[PATCH try 3] CFS: Add hierarchical tree-based penalty.

public inbox for linux-kernel@vger.kernel.org
 help / color / mirror / Atom feed

* [PATCH try 3] CFS: Add hierarchical tree-based penalty.
@ 2010-10-12  5:32 William Pitcock
  2010-10-12  8:45 ` Peter Zijlstra
  0 siblings, 1 reply; 5+ messages in thread
From: William Pitcock @ 2010-10-12  5:32 UTC (permalink / raw)
  To: linux-kernel

Inspired by the recent change to BFS by Con Kolivas, this patch causes
vruntime to be penalized based on parent depth from their root task
group.

I have, for the moment, decided to make it a default feature since the
design of CFS ensures that broken applications depending on task enqueue
behaviour behaving traditionally will continue to work.

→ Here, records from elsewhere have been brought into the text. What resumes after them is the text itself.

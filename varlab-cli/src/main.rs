//! VarLab CLI — synth, run, and sweep commands.
//!
//! Commands:
//! - `synth` — generate a seeded synthetic quote CSV for demos
//! - `run` — execute one backtest from a TOML config (or defaults) and
//!   save artifacts
//! - `sweep` — grid-search signal parameters and print a leaderboard

use std::path::PathBuf;

use anyhow::{bail, Context, Result};
use chrono::NaiveDate;
use clap::{Parser, Subcommand};

use varlab_runner::config::BacktestConfig;
use varlab_runner::data_loader::load_quotes_csv;
use varlab_runner::export::save_artifacts;
use varlab_runner::runner::run_backtest;
use varlab_runner::sweep::{sweep, ParamGrid};
use varlab_runner::synthetic::{generate_surface, SyntheticConfig};

#[derive(Parser)]
#[command(
    name = "varlab",
    about = "VarLab CLI — variance replication backtesting engine"
)]
struct Cli {
    #[command(subcommand)]
    command: Commands,
}

#[derive(Subcommand)]
enum Commands {
    /// Generate a synthetic option quote CSV.
    Synth {
        /// Output CSV path.
        #[arg(long, default_value = "data/synthetic_quotes.csv")]
        output: PathBuf,

        /// RNG seed.
        #[arg(long, default_value_t = 7)]
        seed: u64,

        /// Number of quote days to emit.
        #[arg(long, default_value_t = 120)]
        days: usize,
    },
    /// Execute one backtest and save artifacts.
    Run {
        /// Quote CSV path.
        #[arg(long)]
        quotes: PathBuf,

        /// Path to a TOML config file. Defaults apply if omitted.
        #[arg(long)]
        config: Option<PathBuf>,

        /// Expiry (YYYY-MM-DD). Required unless set in the config file.
        #[arg(long)]
        expiry: Option<String>,

        /// Output directory for artifacts.
        #[arg(long, default_value = "results")]
        output_dir: PathBuf,
    },
    /// Grid-search signal parameters and print a leaderboard.
    Sweep {
        /// Quote CSV path.
        #[arg(long)]
        quotes: PathBuf,

        /// Expiry (YYYY-MM-DD).
        #[arg(long)]
        expiry: String,

        /// EMA spans to test, comma separated.
        #[arg(long, value_delimiter = ',', default_value = "5,10,20")]
        ema_spans: Vec<usize>,

        /// Lookback windows to test, comma separated.
        #[arg(long, value_delimiter = ',', default_value = "5,10,20")]
        lookbacks: Vec<usize>,

        /// Band multipliers to test, comma separated.
        #[arg(long, value_delimiter = ',', default_value = "1.0,1.5,2.0")]
        band_multipliers: Vec<f64>,

        /// How many leaderboard rows to print.
        #[arg(long, default_value_t = 10)]
        top: usize,
    },
}

fn main() -> Result<()> {
    let cli = Cli::parse();
    match cli.command {
        Commands::Synth { output, seed, days } => cmd_synth(output, seed, days),
        Commands::Run {
            quotes,
            config,
            expiry,
            output_dir,
        } => cmd_run(quotes, config, expiry, output_dir),
        Commands::Sweep {
            quotes,
            expiry,
            ema_spans,
            lookbacks,
            band_multipliers,
            top,
        } => cmd_sweep(quotes, expiry, ema_spans, lookbacks, band_multipliers, top),
    }
}

fn parse_expiry(value: &str) -> Result<NaiveDate> {
    NaiveDate::parse_from_str(value, "%Y-%m-%d")
        .with_context(|| format!("bad expiry '{value}', expected YYYY-MM-DD"))
}

fn cmd_synth(output: PathBuf, seed: u64, days: usize) -> Result<()> {
    let config = SyntheticConfig {
        seed,
        n_days: days,
        ..SyntheticConfig::default()
    };
    let records = generate_surface(&config);

    if let Some(parent) = output.parent() {
        std::fs::create_dir_all(parent)?;
    }
    let mut writer = csv::Writer::from_path(&output)?;
    writer.write_record([
        "QUOTE_DATE",
        "EXPIRE_DATE",
        "STRIKE",
        "UNDERLYING_LAST",
        "C_BID",
        "C_ASK",
        "P_BID",
        "P_ASK",
    ])?;
    let fmt = |v: Option<f64>| v.map_or(String::new(), |x| x.to_string());
    for r in &records {
        writer.write_record([
            r.date.to_string(),
            r.expiry.to_string(),
            r.strike.to_string(),
            r.underlying_price.to_string(),
            fmt(r.call_bid),
            fmt(r.call_ask),
            fmt(r.put_bid),
            fmt(r.put_ask),
        ])?;
    }
    writer.flush()?;

    println!(
        "Wrote {} quotes for expiry {} to {}",
        records.len(),
        config.expiry,
        output.display()
    );
    Ok(())
}

fn cmd_run(
    quotes_path: PathBuf,
    config_path: Option<PathBuf>,
    expiry: Option<String>,
    output_dir: PathBuf,
) -> Result<()> {
    let quotes = load_quotes_csv(&quotes_path)
        .with_context(|| format!("loading {}", quotes_path.display()))?;

    let mut config = match config_path {
        Some(path) => BacktestConfig::from_toml_file(&path)
            .with_context(|| format!("loading {}", path.display()))?,
        None => {
            let Some(expiry) = expiry.as_deref() else {
                bail!("either --config or --expiry is required");
            };
            BacktestConfig::new(parse_expiry(expiry)?)
        }
    };
    if let Some(expiry) = expiry.as_deref() {
        config.expiry = parse_expiry(expiry)?;
    }

    let result = run_backtest(&quotes, &config)?;
    let run_dir = save_artifacts(&output_dir, &result)?;

    let report = &result.report;
    println!("Run {}", result.run_id);
    println!("  expiry:        {}", config.expiry);
    println!("  observations:  {}", result.series.len());
    println!("  skipped dates: {}", result.skipped_dates.len());
    println!("  trades:        {}", report.trade_count);
    println!("  final NAV:     {:.6}", report.final_nav);
    println!("  sharpe:        {}", fmt_opt(report.sharpe));
    println!("  sortino:       {}", fmt_opt(report.sortino));
    println!("  max drawdown:  {:.4}", report.max_drawdown);
    println!("  half-life:     {}", fmt_opt(report.mean_reversion_half_life));
    println!("Artifacts saved to: {}", run_dir.display());
    Ok(())
}

fn cmd_sweep(
    quotes_path: PathBuf,
    expiry: String,
    ema_spans: Vec<usize>,
    lookbacks: Vec<usize>,
    band_multipliers: Vec<f64>,
    top: usize,
) -> Result<()> {
    let quotes = load_quotes_csv(&quotes_path)
        .with_context(|| format!("loading {}", quotes_path.display()))?;
    let base = BacktestConfig::new(parse_expiry(&expiry)?);
    let grid = ParamGrid {
        ema_spans,
        lookbacks,
        band_multipliers,
    };

    println!("Sweeping {} configurations...", grid.size());
    let results = sweep(&quotes, &grid, &base);

    for err in results.failures() {
        eprintln!("Error: {err}");
    }

    println!(
        "{:<6} {:<10} {:<6} {:<10} {:>10} {:>10} {:>8}",
        "span", "lookback", "k", "sharpe", "final_nav", "max_dd", "trades"
    );
    println!("{}", "-".repeat(66));
    for result in results.top_n(top) {
        let signal = &result.config.signal;
        let span = match signal.smoothing {
            varlab_core::signals::Smoothing::Span { span } => span.to_string(),
            varlab_core::signals::Smoothing::HalfLife { half_life } => format!("hl={half_life}"),
        };
        println!(
            "{:<6} {:<10} {:<6} {:<10} {:>10.6} {:>10.4} {:>8}",
            span,
            signal.lookback,
            signal.band_multiplier,
            fmt_opt(result.report.sharpe),
            result.report.final_nav,
            result.report.max_drawdown,
            result.report.trade_count
        );
    }
    Ok(())
}

fn fmt_opt(value: Option<f64>) -> String {
    value.map_or_else(|| "undefined".to_string(), |v| format!("{v:.4}"))
}
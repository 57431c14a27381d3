//! Variance positions and their lifecycle.

use chrono::NaiveDate;
use serde::{Deserialize, Serialize};

/// Side of a variance position.
#[derive(Debug, Clone, Copy, PartialEq, Eq, Serialize, Deserialize)]
#[serde(rename_all = "SCREAMING_SNAKE_CASE")]
pub enum Direction {
    LongVariance,
    ShortVariance,
}

impl Direction {
    /// PnL sign: +1 for long variance, -1 for short.
    pub fn sign(&self) -> f64 {
        match self {
            Direction::LongVariance => 1.0,
            Direction::ShortVariance => -1.0,
        }
    }
}

/// A single variance position.
///
/// Created by the simulator when an entry signal fills; `close_date` and
/// `exit_variance_price` stay `None` while open. A closed position is a
/// finished trade record and is never mutated again.
#[derive(Debug, Clone, Serialize, Deserialize)]
pub struct Position {
    pub open_date: NaiveDate,
    pub direction: Direction,
    pub entry_variance_price: f64,
    pub notional: f64,
    pub close_date: Option<NaiveDate>,
    pub exit_variance_price: Option<f64>,
}

impl Position {
    pub fn open(
        open_date: NaiveDate,
        direction: Direction,
        entry_variance_price: f64,
        notional: f64,
    ) -> Self {
        Self {
            open_date,
            direction,
            entry_variance_price,
            notional,
            close_date: None,
            exit_variance_price: None,
        }
    }

    pub fn is_open(&self) -> bool {
        self.close_date.is_none()
    }

    /// Mark against a variance price; zero once closed.
    pub fn unrealized_pnl(&self, mark: f64) -> f64 {
        if self.is_open() {
            self.direction.sign() * self.notional * (mark - self.entry_variance_price)
        } else {
            0.0
        }
    }

    /// Gross PnL of a closed position, before fees.
    pub fn realized_pnl(&self) -> Option<f64> {
        self.exit_variance_price
            .map(|exit| self.direction.sign() * self.notional * (exit - self.entry_variance_price))
    }

    pub(crate) fn close(&mut self, close_date: NaiveDate, exit_variance_price: f64) {
        self.close_date = Some(close_date);
        self.exit_variance_price = Some(exit_variance_price);
    }
}
//! Trading signals emitted by the signal generator.

use chrono::NaiveDate;
use serde::{Deserialize, Serialize};

/// Discrete action for one observation date.
#[derive(Debug, Clone, Copy, PartialEq, Eq, Serialize, Deserialize)]
#[serde(rename_all = "SCREAMING_SNAKE_CASE")]
pub enum SignalAction {
    EnterLong,
    EnterShort,
    Exit,
    Hold,
}

impl SignalAction {
    pub fn is_entry(&self) -> bool {
        matches!(self, SignalAction::EnterLong | SignalAction::EnterShort)
    }
}

/// Band levels frozen from information available before the signal date.
#[derive(Debug, Clone, Copy, Serialize, Deserialize)]
pub struct BandState {
    pub center: f64,
    pub upper: f64,
    pub lower: f64,
    pub sigma: f64,
}

/// One signal per variance observation.
///
/// `band_state` is `None` during the warm-up window, where the rolling
/// statistics are not yet defined and the action is always `Hold`.
#[derive(Debug, Clone, Serialize, Deserialize)]
pub struct Signal {
    pub date: NaiveDate,
    pub action: SignalAction,
    pub reference_variance: f64,
    pub band_state: Option<BandState>,
}
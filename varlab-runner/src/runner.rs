//! Backtest runner — wires together replication, signals, simulation,
//! and metrics for one expiry's quote history.
//!
//! Two entry points:
//! - `run_backtest()`: one expiry, one configuration.
//! - `run_batch()`: every expiry in a quote table against the same base
//!   configuration; a fatal error in one expiry's pipeline never aborts
//!   its siblings.

use chrono::NaiveDate;
use serde::{Deserialize, Serialize};
use thiserror::Error;

use varlab_core::domain::{Signal, VarianceSeries};
use varlab_core::engine::{simulate, SimulationError, SimulationResult};
use varlab_core::replication::{build_series, ReplicationError, SkippedDate};
use varlab_core::signals::generate_signals;

use crate::config::{BacktestConfig, ConfigError, RunId};
use crate::data_loader::{LoadError, LoadedQuotes};
use crate::metrics::MetricsReport;

/// Errors from the runner.
#[derive(Debug, Error)]
pub enum RunError {
    #[error("config error: {0}")]
    Config(#[from] ConfigError),
    #[error("data error: {0}")]
    Data(#[from] LoadError),
    #[error("replication error: {0}")]
    Replication(#[from] ReplicationError),
    #[error("simulation error: {0}")]
    Simulation(#[from] SimulationError),
    #[error("expiry {0} not found in quote table")]
    ExpiryNotFound(NaiveDate),
    #[error("expiry {expiry}: no usable quote dates ({skipped} skipped)")]
    NoUsableDates { expiry: NaiveDate, skipped: usize },
}

/// Complete result of a single backtest run.
#[derive(Debug, Clone, Serialize, Deserialize)]
pub struct BacktestRunResult {
    pub run_id: RunId,
    pub config: BacktestConfig,
    pub series: VarianceSeries,
    pub skipped_dates: Vec<SkippedDate>,
    pub signals: Vec<Signal>,
    pub simulation: SimulationResult,
    pub report: MetricsReport,
}

/// Run the full pipeline for the expiry named in the configuration.
pub fn run_backtest(
    quotes: &LoadedQuotes,
    config: &BacktestConfig,
) -> Result<BacktestRunResult, RunError> {
    let ladders = quotes
        .ladders_for(config.expiry)
        .ok_or(RunError::ExpiryNotFound(config.expiry))?;

    let (series, skipped_dates) = build_series(ladders, &config.replication)?;
    if series.is_empty() {
        return Err(RunError::NoUsableDates {
            expiry: config.expiry,
            skipped: skipped_dates.len(),
        });
    }

    let signals = generate_signals(&series, &config.signal);
    let simulation = simulate(quotes.calendar(), &series, &signals, &config.simulator)?;
    let report = MetricsReport::compute(&simulation, &series, &config.metrics);

    Ok(BacktestRunResult {
        run_id: config.run_id(),
        config: config.clone(),
        series,
        skipped_dates,
        signals,
        simulation,
        report,
    })
}

/// Run every expiry in the table against the same base configuration.
///
/// Each expiry gets an independent pipeline; errors are returned per
/// expiry rather than propagated, so one bad chain cannot poison a batch.
pub fn run_batch(
    quotes: &LoadedQuotes,
    base: &BacktestConfig,
) -> Vec<(NaiveDate, Result<BacktestRunResult, RunError>)> {
    quotes
        .expiries()
        .into_iter()
        .map(|expiry| {
            let config = BacktestConfig {
                expiry,
                ..base.clone()
            };
            (expiry, run_backtest(quotes, &config))
        })
        .collect()
}

#[cfg(test)]
mod tests {
    use super::*;
    use crate::synthetic::{generate_surface, SyntheticConfig};

    fn synthetic_quotes() -> LoadedQuotes {
        let records = generate_surface(&SyntheticConfig::default());
        LoadedQuotes::from_records(records).unwrap()
    }

    #[test]
    fn synthetic_run_produces_finite_report() {
        let quotes = synthetic_quotes();
        let expiry = quotes.expiries()[0];
        let result = run_backtest(&quotes, &BacktestConfig::new(expiry)).unwrap();

        assert_eq!(result.signals.len(), result.series.len());
        assert_eq!(result.simulation.ledger.len(), quotes.calendar().len());
        assert!(result.report.final_nav.is_finite());
        assert!(result.report.max_drawdown <= 0.0);
    }

    #[test]
    fn run_is_reproducible() {
        let quotes = synthetic_quotes();
        let expiry = quotes.expiries()[0];
        let config = BacktestConfig::new(expiry);
        let a = serde_json::to_string(&run_backtest(&quotes, &config).unwrap()).unwrap();
        let b = serde_json::to_string(&run_backtest(&quotes, &config).unwrap()).unwrap();
        assert_eq!(a, b);
    }

    #[test]
    fn unknown_expiry_is_an_error() {
        let quotes = synthetic_quotes();
        let bogus = NaiveDate::from_ymd_opt(2030, 1, 1).unwrap();
        let result = run_backtest(&quotes, &BacktestConfig::new(bogus));
        assert!(matches!(result, Err(RunError::ExpiryNotFound(_))));
    }

    #[test]
    fn batch_covers_every_expiry() {
        let quotes = synthetic_quotes();
        let base = BacktestConfig::new(quotes.expiries()[0]);
        let results = run_batch(&quotes, &base);
        assert_eq!(results.len(), quotes.expiries().len());
        assert!(results.iter().all(|(_, r)| r.is_ok()));
    }
}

My method for applying the penalty is different than that of BFS, it
divides the vruntime by the number of parents the process has.

Signed-off-by: William Pitcock <nenolod@dereferenced.org>
---
 include/linux/sched.h   |    2 ++
 kernel/sched.c          |    4 ++++
 kernel/sched_fair.c     |    8 ++++++++
 kernel/sched_features.h |   12 ++++++++++++
 4 files changed, 26 insertions(+), 0 deletions(-)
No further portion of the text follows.